- **Activity**
The full set of entries has to be output exactly.
^^^^^^^^^^^^^^^^
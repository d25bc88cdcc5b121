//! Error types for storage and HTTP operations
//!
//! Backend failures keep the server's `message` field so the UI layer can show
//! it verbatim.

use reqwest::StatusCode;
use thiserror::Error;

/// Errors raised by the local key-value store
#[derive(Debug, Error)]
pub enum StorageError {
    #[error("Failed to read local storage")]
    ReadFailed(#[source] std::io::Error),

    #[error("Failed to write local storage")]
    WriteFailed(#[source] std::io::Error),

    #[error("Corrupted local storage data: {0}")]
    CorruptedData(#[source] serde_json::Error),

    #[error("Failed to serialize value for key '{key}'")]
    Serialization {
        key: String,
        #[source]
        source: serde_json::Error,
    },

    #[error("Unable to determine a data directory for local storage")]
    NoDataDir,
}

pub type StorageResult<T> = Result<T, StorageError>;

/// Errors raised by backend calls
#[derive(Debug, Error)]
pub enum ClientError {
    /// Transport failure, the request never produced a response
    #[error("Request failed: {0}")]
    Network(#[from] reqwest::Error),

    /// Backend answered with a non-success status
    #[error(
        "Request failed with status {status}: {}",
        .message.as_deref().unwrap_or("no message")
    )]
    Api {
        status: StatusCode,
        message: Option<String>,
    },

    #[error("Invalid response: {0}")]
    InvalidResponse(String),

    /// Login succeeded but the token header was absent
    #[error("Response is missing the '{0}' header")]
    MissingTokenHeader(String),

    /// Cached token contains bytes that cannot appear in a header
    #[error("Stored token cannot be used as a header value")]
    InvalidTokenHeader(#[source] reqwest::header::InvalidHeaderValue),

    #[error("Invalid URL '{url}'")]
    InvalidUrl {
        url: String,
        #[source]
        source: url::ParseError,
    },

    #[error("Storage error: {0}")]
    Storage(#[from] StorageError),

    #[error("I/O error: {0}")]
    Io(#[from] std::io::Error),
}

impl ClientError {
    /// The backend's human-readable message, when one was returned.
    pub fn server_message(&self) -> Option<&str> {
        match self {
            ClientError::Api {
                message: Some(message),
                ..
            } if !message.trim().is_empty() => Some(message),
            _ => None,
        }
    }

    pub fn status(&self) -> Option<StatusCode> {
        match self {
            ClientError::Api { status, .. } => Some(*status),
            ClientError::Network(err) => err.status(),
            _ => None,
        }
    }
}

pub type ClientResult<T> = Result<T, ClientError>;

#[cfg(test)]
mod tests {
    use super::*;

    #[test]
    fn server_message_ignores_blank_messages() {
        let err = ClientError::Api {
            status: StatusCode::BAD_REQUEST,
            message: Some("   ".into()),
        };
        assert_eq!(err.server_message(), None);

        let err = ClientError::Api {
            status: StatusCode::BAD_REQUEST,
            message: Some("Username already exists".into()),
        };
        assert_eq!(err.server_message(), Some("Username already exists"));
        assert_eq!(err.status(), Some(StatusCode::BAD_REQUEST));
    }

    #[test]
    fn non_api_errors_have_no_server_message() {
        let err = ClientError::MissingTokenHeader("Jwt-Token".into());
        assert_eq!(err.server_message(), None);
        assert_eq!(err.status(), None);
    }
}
^^^^^^^^^^^^^^^^
- **Solution to this exercise**
repository d25bc88cdcc5b121
//! Error types for storage and HTTP operations
//!
//! Backend failures keep the server's `message` field so the UI layer can show
//! it verbatim.

use reqwest::StatusCode;
use thiserror::Error;

/// Errors raised by the local key-value store
#[derive(Debug, Error)]
pub enum StorageError {
    #[error("Failed to read local storage")]
    ReadFailed(#[source] std::io::Error),

    #[error("Failed to write local storage")]
    WriteFailed(#[source] std::io::Error),

    #[error("Corrupted local storage data: {0}")]
    CorruptedData(#[source] serde_json::Error),

    #[error("Failed to serialize value for key '{key}'")]
    Serialization {
        key: String,
        #[source]
        source: serde_json::Error,
    },

    #[error("Unable to determine a data directory for local storage")]
    NoDataDir,
}

pub type StorageResult<T> = Result<T, StorageError>;

/// Errors raised by backend calls
#[derive(Debug, Error)]
pub enum ClientError {
    /// Transport failure, the request never produced a response
    #[error("Request failed: {0}")]
    Network(#[from] reqwest::Error),

    /// Backend answered with a non-success status
    #[error(
        "Request failed with status {status}: {}",
        .message.as_deref().unwrap_or("no message")
    )]
    Api {
        status: StatusCode,
        message: Option<String>,
    },

    #[error("Invalid response: {0}")]
    InvalidResponse(String),

    /// Login succeeded but the token header was absent
    #[error("Response is missing the '{0}' header")]
    MissingTokenHeader(String),

    /// Cached token contains bytes that cannot appear in a header
    #[error("Stored token cannot be used as a header value")]
    InvalidTokenHeader(#[source] reqwest::header::InvalidHeaderValue),

    #[error("Invalid URL '{url}'")]
    InvalidUrl {
        url: String,
        #[source]
        source: url::ParseError,
    },

    #[error("Storage error: {0}")]
    Storage(#[from] StorageError),

    #[error("I/O error: {0}")]
    Io(#[from] std::io::Error),
}

impl ClientError {
    /// The backend's human-readable message, when one was returned.
    pub fn server_message(&self) -> Option<&str> {
        match self {
            ClientError::Api {
                message: Some(message),
                ..
            } if !message.trim().is_empty() => Some(message),
            _ => None,
        }
    }

    pub fn status(&self) -> Option<StatusCode> {
        match self {
            ClientError::Api { status, .. } => Some(*status),
            ClientError::Network(err) => err.status(),
            _ => None,
        }
    }
}

pub type ClientResult<T> = Result<T, ClientError>;

#[cfg(test)]
mod tests {
    use super::*;

    #[test]
    fn server_message_ignores_blank_messages() {
        let err = ClientError::Api {
            status: StatusCode::BAD_REQUEST,
            message: Some("   ".into()),
        };
        assert_eq!(err.server_message(), None);

        let err = ClientError::Api {
            status: StatusCode::BAD_REQUEST,
            message: Some("Username already exists".into()),
        };
        assert_eq!(err.server_message(), Some("Username already exists"));
        assert_eq!(err.status(), Some(StatusCode::BAD_REQUEST));
    }

    #[test]
    fn non_api_errors_have_no_server_message() {
        let err = ClientError::MissingTokenHeader("Jwt-Token".into());
        assert_eq!(err.server_message(), None);
        assert_eq!(err.status(), None);
    }
}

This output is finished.